Michael- The best advice I can give you is: never give up. There’ll be days when the words just won’t flow, days when you’re sure doing anything other than writing would be a better use of your time, editors pointing out everything you’ve done wrong, and the list goes on. So, no matter what, don’t give up. Someone told me a long time ago 90% of writers don’t get published for one main reason—they give up. If you look at this in a positive way, it means 90% of your competition has been eliminated. So keep going and become part of the 10% that become authors.

Lian- What a great way to look at it!

*What is the first book that you remember reading?
Great Expectations, by Charles Dickens. Dickens’ attention to detail about setting and characters is still an inspiration to me after all these years.

– I find it hard to get into Charles Dickens, the movies are easier. My parents say I enjoy it when I get older.

*What is an underrated book, series or author that you think everyone should read?
I think at some point in life every mystery lover should read Trent’s Last Case, by E.C. Bentley. Nothing sums up what goes into a whodunit like that book.

 

*If you could be friends with a character in one of your stories who would it be and what kinds of things would you do together?
I would have to say one of my favorites is Ernie Bisquets, lead character in my Ernie Bisquets Mysteries. He’s a retired pickpocket in contemporary London who has decided to help the London police with their most baffling cases—whether they want his help or not. I’ve written 3 books in that series, so I feel like I’m right there with him when I get him involved with some of his old street friends. It’s always a hoot to spend a day with Ernie visiting his old haunts in London as I type away at the story. I’ve just started the next book in that series, so I’m back in the dark alleys of London with my old friend Ernie.

-He sounds like an interesting person. They say criminal make the best detectives. 

 

*Who do your stories appeal to?
My books appeal to mystery readers who enjoy solving a puzzle. They are readers who like to get to know the characters and their backstories. The cozy lovers will enjoy the Ernie Bisquets Mysteries because of the quirky characters and plot twists, and the suspense lovers will enjoy the Auburn Notch Mysteries because they are a little darker.

-My mom talked a lot about your characters in Between Good and Evil. She really liked how much information there was.

 

*Apart from writing and reading, what are your other hobbies or interests?
I’m a classically trained artist, so I always have a couple paintings going on my easels. Painting helps me think, and I work out a lot of the plots for the stories while I paint.

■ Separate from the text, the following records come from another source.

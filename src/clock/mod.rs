//! Wall-clock source shared by token verification and rate limiting.
//!
//! Production code uses [`SystemClock`]. Tests drive time explicitly with
//! [`ManualClock`] so window boundaries and token expiry are deterministic.

use chrono::{DateTime, Duration, TimeZone, Utc};
use std::sync::atomic::{AtomicI64, Ordering};
use std::sync::Arc;

/// Source of the current instant
pub trait Clock: Send + Sync {
    fn now(&self) -> DateTime<Utc>;
}

/// Clock backed by the system time
#[derive(Debug, Clone, Copy, Default)]
pub struct SystemClock;

impl SystemClock {
    pub fn new() -> Self {
        Self
    }
}

impl Clock for SystemClock {
    fn now(&self) -> DateTime<Utc> {
        Utc::now()
    }
}

/// Clock that only moves when told to.
///
/// Clones share the same instant, so a clone handed to the service can be
/// advanced from the test body.
#[derive(Debug, Clone)]
pub struct ManualClock {
    millis: Arc<AtomicI64>,
}

impl ManualClock {
    /// Create a clock frozen at `start`
    pub fn new(start: DateTime<Utc>) -> Self {
        Self {
            millis: Arc::new(AtomicI64::new(start.timestamp_millis())),
        }
    }

    /// Move the clock forward by `delta`
    pub fn advance(&self, delta: Duration) {
        self.millis
            .fetch_add(delta.num_milliseconds(), Ordering::SeqCst);
    }

    /// Jump the clock to `instant`
    pub fn set(&self, instant: DateTime<Utc>) {
        self.millis
            .store(instant.timestamp_millis(), Ordering::SeqCst);
    }
}

impl Clock for ManualClock {
    fn now(&self) -> DateTime<Utc> {
        Utc.timestamp_millis_opt(self.millis.load(Ordering::SeqCst))
            .single()
            .unwrap_or_default()
    }
}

-That sounds like a great way to relax. I don’t paint but, I do draw a lot.

 

*How do you write your books?
I have a pretty strict writing routine. I’ll spend hours during the week jotting down notes for the plot, researching different aspects of the book, or just outlining ideas for future books. But 7:00 Saturday morning I’m at my desk writing. I’ll be there all day turning my notes from the week into chapters or outlines. Some days I’ll write 2 or 3 chapters, and that’s a good day. Other times I’ll barely get a few pages written. It’s all part of the process. It works for me. As a result, I can get one of the Bisquets books done in about 6 months, (these are English cozies and are all about the puzzle), but the Auburn Notch books can take a year or more, (these are a little darker and require more research).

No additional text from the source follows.